▶ TRY IT
Each line of the material, from the first through the one containing "Immutable receive request", is to be written out exactly.
----
//! Fetch plans and their execution
//!
//! A [`FetchPlan`] describes one receive request. [`FetchExecutor`] runs it
//! against a session in two separable phases: [`select`](FetchExecutor::select)
//! resolves the message numbers, [`process`](FetchExecutor::process)
//! materializes snapshots, runs the post-fetch action, synchronizes flags and
//! expunges when deletion was requested.

use serde::Serialize;

use crate::errors::{MailError, MailResult};
use crate::flags::{FlagSet, SystemFlag};
use crate::mime::{parse_envelope, parse_message};
use crate::models::ReceivedMessage;
use crate::service::{MailboxService, SearchPredicate};
use crate::session::MailboxSession;
use crate::sync::FlagSynchronizer;

/// Action run once over the whole selection before any flag is written
///
/// Copies therefore carry the flags the messages had on the server, never a
/// `\Deleted` requested by the plan.
#[derive(Debug, Clone, PartialEq, Eq, Serialize)]
#[serde(rename_all = "snake_case")]
pub enum PostFetchAction {
    /// Copy the selection into the named folder
    CopyTo(String),
}

/// Immutable receive request
#[derive(Debug, Clone, Default, PartialEq, Eq, Serialize)]
pub struct FetchPlan {
    /// Search criteria; `None` selects every message
    pub predicate: Option<SearchPredicate>,
    pub flags_to_set: FlagSet,
    pub flags_to_unset: FlagSet,
    /// Fetch envelopes and flags only, in one batched round trip
    pub envelope_only: bool,
    pub post_action: Option<PostFetchAction>,
}

impl FetchPlan {
    /// Whether processing ends with an expunge on a writable folder
    pub fn expunges(&self) -> bool {
        self.flags_to_set.contains_system(SystemFlag::Deleted)
    }
}

/// Selected message numbers, in selection order
#[derive(Debug, Clone, Default, PartialEq, Eq)]
pub struct Selection {
    numbers: Vec<u32>,
}

impl Selection {
    pub fn numbers(&self) -> &[u32] {
        &self.numbers
    }

    pub fn len(&self) -> usize {
        self.numbers.len()
    }

    pub fn is_empty(&self) -> bool {
        self.numbers.is_empty()
    }
}

/// Runs [`FetchPlan`]s against a session
pub struct FetchExecutor<'s, S> {
    session: &'s mut MailboxSession<S>,
}

impl<'s, S: MailboxService> FetchExecutor<'s, S> {
    pub fn new(session: &'s mut MailboxSession<S>) -> Self {
        Self { session }
    }

    /// Select then process
    pub async fn execute(&mut self, plan: &FetchPlan) -> MailResult<Vec<ReceivedMessage>> {
        let selection = self.select(plan).await?;
        self.process(plan, &selection).await
    }

    /// Open the folder if needed and resolve the plan's selection
    ///
    /// # Errors
    ///
    /// `Folder` if no folder can be opened, `Fetch` if the search fails.
    pub async fn select(&mut self, plan: &FetchPlan) -> MailResult<Selection> {
        self.session.ensure_folder_open().await?;
        let (service, _) = self.session.parts();
        let numbers = match &plan.predicate {
            None => service.list_messages().await,
            Some(predicate) => service.search(predicate).await,
        }
        .map_err(MailError::Fetch)?;

        tracing::debug!(
            folder = self.session.current_folder().unwrap_or_default(),
            selected = numbers.len(),
            "messages selected"
        );
        Ok(Selection { numbers })
    }

    /// Materialize, run the post action, synchronize flags, expunge
    ///
    /// Every snapshot is built and the selection copied before any flag is
    /// touched. An empty selection returns immediately.
    ///
    /// # Errors
    ///
    /// - `Fetch` if a message cannot be fetched or parsed; nothing is
    ///   returned and no flag has been written yet
    /// - `Storage` if an attachment cannot be written
    /// - `Flag` if a requested flag write fails; the copy, if any, is done
    /// - `Move` if the copy fails; no flag has been written and the folder is
    ///   not expunged
    /// - `Folder` if the expunge fails
    pub async fn process(
        &mut self,
        plan: &FetchPlan,
        selection: &Selection,
    ) -> MailResult<Vec<ReceivedMessage>> {
        if selection.is_empty() {
            return Ok(Vec::new());
        }

        let mode = self.session.ensure_folder_open().await?;
        let folder = self.session.current_folder().unwrap_or_default().to_owned();
        let (service, storage) = self.session.parts();

        let mut messages = if plan.envelope_only {
            service
                .fetch_envelopes(selection.numbers())
                .await
                .map_err(MailError::Fetch)?
                .into_iter()
                .map(parse_envelope)
                .collect::<MailResult<Vec<_>>>()?
        } else {
            let mut messages = Vec::with_capacity(selection.len());
            for &number in selection.numbers() {
                let fetched = service.fetch_message(number).await.map_err(MailError::Fetch)?;
                messages.push(parse_message(fetched, storage)?);
            }
            messages
        };

        if let Some(PostFetchAction::CopyTo(target)) = &plan.post_action {
            service
                .copy_messages(selection.numbers(), target)
                .await
                .map_err(|source| MailError::Move {
                    folder: target.clone(),
                    source,
                })?;
            tracing::debug!(from = %folder, to = %target, count = selection.len(), "messages copied");
        }

        let mut sync = FlagSynchronizer::new(&mut *service, mode);
        for message in &mut messages {
            sync.apply_flags(message, &plan.flags_to_set, &plan.flags_to_unset)
                .await?;
        }
        let writable = sync.is_writable();

        if plan.expunges() && writable {
            service
                .expunge()
                .await
                .map_err(|source| MailError::folder(folder.as_str(), source))?;
            tracing::debug!(folder = %folder, "folder expunged");
        }

        Ok(messages)
    }
}

#[cfg(test)]
mod tests {
    use super::{FetchPlan, PostFetchAction};
    use crate::config::SessionConfig;
    use crate::errors::{MailError, ServiceError};
    use crate::flags::{FlagSet, SystemFlag};
    use crate::mock::{Call, Fail, MockService, message_with_attachments};
    use crate::service::SearchPredicate;
    use crate::session::MailboxSession;

    fn session(service: MockService) -> MailboxSession<MockService> {
        MailboxSession::new(service, SessionConfig::default())
    }

    #[tokio::test]
    async fn empty_selection_makes_no_fetch_calls() {
        let mut s = session(MockService::new().with_messages("INBOX", 2));
        let plan = FetchPlan {
            predicate: Some(SearchPredicate::flag(SystemFlag::Deleted, true)),
            flags_to_set: FlagSet::from(SystemFlag::Seen),
            ..FetchPlan::default()
        };

        let messages = s.executor().execute(&plan).await.expect("execute");

        assert!(messages.is_empty());
        assert_eq!(s.service().count_calls(Call::is_fetch), 0);
        assert_eq!(s.service().count_calls(Call::is_store), 0);
        assert_eq!(s.service().count_calls(|c| *c == Call::Expunge), 0);
    }

    #[tokio::test]
    async fn deleting_three_messages_expunges_once() {
        let mut s = session(MockService::new().with_messages("INBOX", 3));
        let plan = FetchPlan {
            flags_to_set: FlagSet::from(SystemFlag::Deleted),
            ..FetchPlan::default()
        };

        let messages = s.executor().execute(&plan).await.expect("execute");

        assert_eq!(messages.len(), 3);
        assert!(
            messages
                .iter()
                .all(|m| m.flags().contains_system(SystemFlag::Deleted))
        );
        assert_eq!(s.service().count_calls(|c| *c == Call::Expunge), 1);
        assert_eq!(s.service().message_count_in("INBOX"), 0);
    }

    #[tokio::test]
    async fn envelope_only_uses_one_batched_call() {
        let mut s = session(
            MockService::new()
                .with_message("INBOX", FlagSet::new(), message_with_attachments("one", "<1@x>"))
                .with_message("INBOX", FlagSet::new(), message_with_attachments("two", "<2@x>")),
        );
        let plan = FetchPlan {
            envelope_only: true,
            ..FetchPlan::default()
        };

        let messages = s.executor().execute(&plan).await.expect("execute");

        assert_eq!(messages.len(), 2);
        assert!(messages.iter().all(|m| m.is_envelope_only() && m.attachments().is_empty()));
        assert_eq!(messages[1].subject(), Some("two"));
        assert_eq!(s.service().count_calls(Call::is_fetch), 1);
        assert!(s.service().calls().contains(&Call::FetchEnvelopes(vec![1, 2])));
    }

    #[tokio::test]
    async fn full_fetch_populates_attachments() {
        let mut s = session(
            MockService::new().with_message("INBOX", FlagSet::new(), message_with_attachments("a", "<a@x>")),
        );

        let messages = s.executor().execute(&FetchPlan::default()).await.expect("execute");

        assert_eq!(messages[0].attachments().len(), 2);
        assert_eq!(messages[0].attachments()[0].content(), b"XZX");
    }

    #[tokio::test]
    async fn read_only_mark_seen_issues_no_writes() {
        let mut s = session(MockService::new().with_messages("INBOX", 2).read_only("INBOX"));
        let plan = FetchPlan {
            flags_to_set: FlagSet::from(SystemFlag::Seen),
            ..FetchPlan::default()
        };

        let messages = s.executor().execute(&plan).await.expect("execute");

        assert!(messages.iter().all(|m| m.is_seen()));
        assert_eq!(s.service().count_calls(Call::is_store), 0);
        assert!(s.service().flags_in("INBOX").iter().all(FlagSet::is_empty));
    }

    #[tokio::test]
    async fn read_only_delete_never_expunges() {
        let mut s = session(MockService::new().with_messages("INBOX", 1).read_only("INBOX"));
        let plan = FetchPlan {
            flags_to_set: FlagSet::from(SystemFlag::Deleted),
            ..FetchPlan::default()
        };

        s.executor().execute(&plan).await.expect("execute");

        assert_eq!(s.service().count_calls(|c| *c == Call::Expunge), 0);
        assert_eq!(s.service().message_count_in("INBOX"), 1);
    }

    #[tokio::test]
    async fn content_is_parsed_before_flags_are_written() {
        let mut s = session(MockService::new().with_messages("INBOX", 2));
        let plan = FetchPlan {
            flags_to_set: FlagSet::from(SystemFlag::Flagged),
            ..FetchPlan::default()
        };

        s.executor().execute(&plan).await.expect("execute");

        let calls = s.service().calls();
        let last_fetch = calls.iter().rposition(|c| c.is_fetch()).expect("fetch");
        let first_store = calls.iter().position(|c| c.is_store()).expect("store");
        assert!(last_fetch < first_store);
    }

    #[tokio::test]
    async fn copy_runs_before_any_flag_write() {
        let mut s = session(MockService::new().with_folder("Archive").with_messages("INBOX", 2));
        let plan = FetchPlan {
            flags_to_set: FlagSet::from(SystemFlag::Deleted),
            post_action: Some(PostFetchAction::CopyTo("Archive".to_owned())),
            ..FetchPlan::default()
        };

        s.executor().execute(&plan).await.expect("execute");

        let calls = s.service().calls();
        let copy = calls
            .iter()
            .position(|c| matches!(c, Call::Copy(..)))
            .expect("copy");
        let first_store = calls.iter().position(|c| c.is_store()).expect("store");
        assert!(copy < first_store);
        assert!(s.service().flags_in("Archive").iter().all(FlagSet::is_empty));
    }

    #[tokio::test]
    async fn fetch_failure_returns_nothing_and_writes_nothing() {
        let mut s = session(MockService::new().with_messages("INBOX", 2).failing(Fail::FetchMessage));
        let plan = FetchPlan {
            flags_to_set: FlagSet::from(SystemFlag::Deleted),
            ..FetchPlan::default()
        };

        let err = s.executor().execute(&plan).await.expect_err("fetch fails");

        assert!(matches!(err, MailError::Fetch(ServiceError::Protocol(_))));
        assert_eq!(s.service().count_calls(Call::is_store), 0);
        assert_eq!(s.service().count_calls(|c| *c == Call::Expunge), 0);
    }

    #[tokio::test]
    async fn search_failure_is_fetch_error() {
        let mut s = session(MockService::new().failing(Fail::Search));
        let plan = FetchPlan {
            predicate: Some(SearchPredicate::subject("x")),
            ..FetchPlan::default()
        };

        assert!(matches!(s.executor().execute(&plan).await, Err(MailError::Fetch(_))));
    }

    #[tokio::test]
    async fn expunge_failure_is_folder_error() {
        let mut s = session(MockService::new().with_messages("INBOX", 1).failing(Fail::Expunge));
        let plan = FetchPlan {
            flags_to_set: FlagSet::from(SystemFlag::Deleted),
            ..FetchPlan::default()
        };

        let err = s.executor().execute(&plan).await.expect_err("expunge fails");
        assert!(matches!(err, MailError::Folder { ref folder, .. } if folder == "INBOX"));
    }

    #[test]
    fn plan_serializes_for_logging() {
        let plan = FetchPlan {
            predicate: Some(SearchPredicate::flag(SystemFlag::Seen, false)),
            envelope_only: true,
            post_action: Some(PostFetchAction::CopyTo("Archive".to_owned())),
            ..FetchPlan::default()
        };

        let json = serde_json::to_value(&plan).expect("serialize");
        assert_eq!(json["predicate"], "UNSEEN");
        assert_eq!(json["envelope_only"], true);
        assert_eq!(json["post_action"]["copy_to"], "Archive");
    }
}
----
▶ RESULT FOR THIS TASK
//! Fetch plans and their execution
//!
//! A [`FetchPlan`] describes one receive request. [`FetchExecutor`] runs it
//! against a session in two separable phases: [`select`](FetchExecutor::select)
//! resolves the message numbers, [`process`](FetchExecutor::process)
//! materializes snapshots, runs the post-fetch action, synchronizes flags and
//! expunges when deletion was requested.

use serde::Serialize;

use crate::errors::{MailError, MailResult};
use crate::flags::{FlagSet, SystemFlag};
use crate::mime::{parse_envelope, parse_message};
use crate::models::ReceivedMessage;
use crate::service::{MailboxService, SearchPredicate};
use crate::session::MailboxSession;
use crate::sync::FlagSynchronizer;

/// Action run once over the whole selection before any flag is written
///
/// Copies therefore carry the flags the messages had on the server, never a
/// `\Deleted` requested by the plan.
#[derive(Debug, Clone, PartialEq, Eq, Serialize)]
#[serde(rename_all = "snake_case")]
pub enum PostFetchAction {
    /// Copy the selection into the named folder
    CopyTo(String),
}

/// Immutable receive request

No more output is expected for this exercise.